The Roadmap to RAG Transition
Organizations intending to implement a RAG-based customer support must ideally do so in a phased manner with a hybrid system in the initial phases to ensure a smooth transition. They must ensure that the information feeding into the system is well structured and well documented because the system’s training time depends on the complexity and quality of the data provided. Most importantly, they must pilot the system internally, assess effectiveness with internal audiences, make any required corrections, and only then open it up to external customers. Maintaining the option of human support as a backup during the initial phases and during transition is also critical to ensure a seamless, hassle-free experience for customers. In future, as RAG-based systems mature, they have the potential of further elevating customer support by transforming the way websites work to offer personalized content based on the location of a user.
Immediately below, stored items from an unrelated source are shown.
//! Misc utilities.

mod rate_counter;

pub use rate_counter::*;

/// The time format of logging directory names.
pub const FILE_STRFTIME: &str = "%Y-%m-%d-%H-%M-%S.%3f%z";
//! Training program configuration format.

use crate::common::*;

/// The main training configuration.
#[derive(Debug, Clone, Serialize, Deserialize)]
pub struct Config {
    pub layer: LayerConfig,
    pub dataset: DatasetConfig,
    pub logging: LoggingConfig,
    pub training: TrainingConfig,
}

impl Config {
    pub fn open<P>(path: P) -> Result<Self>
    where
        P: AsRef<Path>,
    {
        let text = std::fs::read_to_string(path)?;
        let config: Self = json5::from_str(&text)?;
        config.validate()?;
        Ok(config)
    }

    pub fn validate(&self) -> Result<()> {
        self.layer.validate()?;
        let params = self.training.layer_params()?;
        ensure!(
            !self.dataset.image_channels.is_empty(),
            "image_channels must not be empty"
        );
        if self.dataset.image_channels.len() < params.num_data {
            warn!(
                "{} data streams but {} image channel counts are given, the last one is reused",
                params.num_data,
                self.dataset.image_channels.len()
            );
        }
        Ok(())
    }
}

/// Dataset options.
#[derive(Debug, Clone, Serialize, Deserialize)]
pub struct DatasetConfig {
    /// The JSON file of annotated examples.
    pub roidb_file: PathBuf,
    /// The number of channels of each data stream.
    pub image_channels: Vec<NonZeroUsize>,
}

/// Data logging options.
#[derive(Debug, Clone, Serialize, Deserialize)]
pub struct LoggingConfig {
    pub dir: PathBuf,
}

/// Training loop options.
#[derive(Debug, Clone, Serialize, Deserialize)]
pub struct TrainingConfig {
    /// The data layer parameters, for example `--num_classes 21 --num_data 1`.
    pub layer_params: String,
    /// The number of forward steps to run.
    pub steps: usize,
}

impl TrainingConfig {
    pub fn layer_params(&self) -> Result<LayerParams> {
        LayerParams::parse(&self.layer_params)
    }
}
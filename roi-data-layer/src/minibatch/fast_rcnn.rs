use super::{images_to_blob, ImageSource, MinibatchBuilder};
use crate::{
    blob::{self, BlobSet},
    common::*,
    config::{OverlapThresholds, TrainingConfig},
    example::Example,
};

/// The Fast R-CNN minibatch builder.
///
/// For every image it picks a random scale, samples a fixed number of
/// foreground and background RoIs, and emits the `data`, `rois` and
/// `labels` blobs, plus `bbox_targets` and `bbox_loss_weights` when
/// bounding box regression is enabled.
#[derive(Debug, Clone)]
pub struct FastRcnnBuilder {
    rois_per_batch: usize,
    fg_fraction: f64,
    thresholds: OverlapThresholds,
    bbox_reg: bool,
    scales: Vec<usize>,
    max_size: usize,
    image_source: Arc<dyn ImageSource>,
}

impl FastRcnnBuilder {
    pub fn new(config: &TrainingConfig, image_source: Arc<dyn ImageSource>) -> Result<Self> {
        config.validate()?;
        let TrainingConfig {
            batch_size,
            fg_fraction,
            bbox_reg,
            ref scales,
            max_size,
            ..
        } = *config;

        Ok(Self {
            rois_per_batch: batch_size.get(),
            fg_fraction: fg_fraction.to_f64(),
            thresholds: config.thresholds(),
            bbox_reg,
            scales: scales.iter().map(|scale| scale.get()).collect(),
            max_size: max_size.get(),
            image_source,
        })
    }

    /// Picks the resize factor of an example from the candidate scales.
    fn sample_scale(&self, example: &Example, rng: &mut StdRng) -> Result<f64> {
        let target = *self
            .scales
            .choose(rng)
            .ok_or_else(|| format_err!("no candidate scales"))?;
        let (height, width) = (*example.height() as f64, *example.width() as f64);
        let min_side = height.min(width);
        let max_side = height.max(width);

        let scale = target as f64 / min_side;
        let scale = if (scale * max_side).round() > self.max_size as f64 {
            self.max_size as f64 / max_side
        } else {
            scale
        };
        Ok(scale)
    }

    /// Samples foreground and background regions of an example.
    ///
    /// Foreground regions are the ones reaching the foreground threshold
    /// and keep their class. Background regions come from the background
    /// band and get label 0.
    fn sample_rois(
        &self,
        example: &Example,
        fg_rois_per_image: usize,
        rois_per_image: usize,
        rng: &mut StdRng,
    ) -> Vec<(usize, usize)> {
        let max_overlaps = example.max_overlaps();
        let max_classes = example.max_classes();

        let fg_inds: Vec<usize> = max_overlaps
            .iter()
            .positions(|&ov| ov >= self.thresholds.fg)
            .collect();
        let num_fg = fg_rois_per_image.min(fg_inds.len());

        let bg_inds: Vec<usize> = max_overlaps
            .iter()
            .positions(|&ov| self.thresholds.is_background(ov))
            .collect();
        let num_bg = (rois_per_image - num_fg).min(bg_inds.len());

        let fg = fg_inds
            .choose_multiple(rng, num_fg)
            .map(|&index| (index, max_classes[index]))
            .collect_vec();
        let bg = bg_inds
            .choose_multiple(rng, num_bg)
            .map(|&index| (index, 0));

        fg.into_iter().chain(bg).collect()
    }
}

impl MinibatchBuilder for FastRcnnBuilder {
    fn build(
        &self,
        examples: &[Arc<Example>],
        num_classes: usize,
        num_data: usize,
        rng: &mut StdRng,
    ) -> Result<BlobSet> {
        let num_images = examples.len();
        ensure!(num_images > 0, "cannot build a minibatch from zero examples");
        ensure!(num_data >= 1, "num_data must be at least 1");
        ensure!(
            self.rois_per_batch % num_images == 0,
            "num_images ({}) must divide the RoI batch size ({})",
            num_images,
            self.rois_per_batch
        );
        let rois_per_image = self.rois_per_batch / num_images;
        let fg_rois_per_image = (self.fg_fraction * rois_per_image as f64).round() as usize;

        let scales: Vec<f64> = examples
            .iter()
            .map(|example| self.sample_scale(example, rng))
            .try_collect()?;

        // sample RoIs of each image
        let mut rois: Vec<[f32; 5]> = vec![];
        let mut labels: Vec<i64> = vec![];
        let mut targets: Vec<(usize, [f32; 4])> = vec![];

        for (image_index, (example, &scale)) in izip!(examples, &scales).enumerate() {
            ensure!(
                example.num_classes() <= num_classes,
                "example '{}' has {} classes, more than {}",
                example.image().display(),
                example.num_classes(),
                num_classes
            );
            let sampled = self.sample_rois(example, fg_rois_per_image, rois_per_image, rng);
            let boxes = example.boxes();
            let scale = scale as f32;

            for (region, label) in sampled {
                let row = boxes.row(region);
                rois.push([
                    image_index as f32,
                    row[0] * scale,
                    row[1] * scale,
                    row[2] * scale,
                    row[3] * scale,
                ]);
                labels.push(label as i64);

                if self.bbox_reg {
                    let bbox_targets = example.bbox_targets().as_ref().ok_or_else(|| {
                        format_err!(
                            "bounding box regression is enabled but '{}' has no bbox targets",
                            example.image().display()
                        )
                    })?;
                    let target = bbox_targets.row(region);
                    let class = target[0] as usize;
                    ensure!(
                        class < num_classes,
                        "bbox target class {} out of range of {} classes",
                        class,
                        num_classes
                    );
                    targets.push((class, [target[1], target[2], target[3], target[4]]));
                }
            }
        }
        let num_rois = rois.len();

        let mut blobs = BlobSet::new();

        // image blobs of every data stream
        for stream in 0..num_data {
            let images: Vec<_> = izip!(examples, &scales)
                .map(|(example, &scale)| self.image_source.load(example, stream, scale))
                .try_collect()?;
            blobs.insert(blob::data_blob_name(stream), images_to_blob(&images)?.into());
        }

        let rois = Array2::from_shape_vec((num_rois, 5), rois.into_iter().flatten().collect())?;
        blobs.insert(blob::ROIS.to_string(), rois.into());
        blobs.insert(blob::LABELS.to_string(), Array1::from(labels).into());

        if self.bbox_reg {
            let mut bbox_targets = Array2::<f32>::zeros((num_rois, 4 * num_classes));
            let mut bbox_loss_weights = Array2::<f32>::zeros((num_rois, 4 * num_classes));

            // only the 4 columns of the target class are active
            for (row, (class, target)) in targets.into_iter().enumerate() {
                if class == 0 {
                    continue;
                }
                let cols = (4 * class)..(4 * class + 4);
                bbox_targets
                    .slice_mut(s![row, cols.clone()])
                    .assign(&ndarray::aview1(&target));
                bbox_loss_weights.slice_mut(s![row, cols]).fill(1.0);
            }

            blobs.insert(blob::BBOX_TARGETS.to_string(), bbox_targets.into());
            blobs.insert(blob::BBOX_LOSS_WEIGHTS.to_string(), bbox_loss_weights.into());
        }

        Ok(blobs)
    }
}
pub use anyhow::{bail, ensure, format_err, Context as _, Error, Result};
pub use approx::{abs_diff_eq, AbsDiffEq};
pub use derivative::Derivative;
pub use getset::Getters;
pub use indexmap::{IndexMap, IndexSet};
pub use itertools::{izip, Itertools as _};
pub use ndarray::{s, Array1, Array2, Array3, Array4, ArrayD, Axis, IxDyn};
pub use noisy_float::prelude::*;
pub use rand::prelude::*;
pub use serde::{de::Error as _, Deserialize, Deserializer, Serialize, Serializer};
pub use std::{
    convert::{TryFrom, TryInto},
    fmt::{self, Debug, Display, Formatter},
    iter,
    num::NonZeroUsize,
    path::{Path, PathBuf},
    str::FromStr,
    sync::{
        atomic::{AtomicBool, Ordering},
        Arc,
    },
    thread,
    time::Duration,
};
pub use tracing::{debug, error, info, warn};

pub type Fallible<T> = Result<T, Error>;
Improving Knowledge Management
Knowledge transfer and management is another area where RAG can be used. This function is often complex and has inefficient processes, especially when transitioning to new systems or architectures. Only a handful of personnel understand how the new systems work and they do not always have the time or the bandwidth to adequately train others. Traditionally, organizations created training videos that employees had to go through before taking mandatory assessments. This is a long, cumbersome process that does not always ensure complete knowledge transfer or help in on the job learning.
A RAG-powered training assistant based on vast repository of information, product, and code documentation can ensure a better knowledge management process by making information easier to find. Employees can ask questions and get immediate, accurate, and contextual responses, and the system can help guide them through the available information as well. Employees can connect with the RAG system continuously as needed, and over time, can absorb the material better. This process lends itself to the idea of continuous on-the-job learning as employees can quickly and easily access the information that they need without wasting time looking for it within the organization’s systems.
Conclusion
AI technologies have evolved exponentially in a short period of time. There are some challenges and gaps within models like LLM, but the good news is that improvements to address these gaps are already underway. RAG is designed to address the gaps within LLMs, and we are confident that it has the power to transform customer support and knowledge management. But these two use cases are just the beginning. RAG has the potential to transform how information is used, accessed, and managed across industries, unleashing a new era of operational efficiency and better user engagement.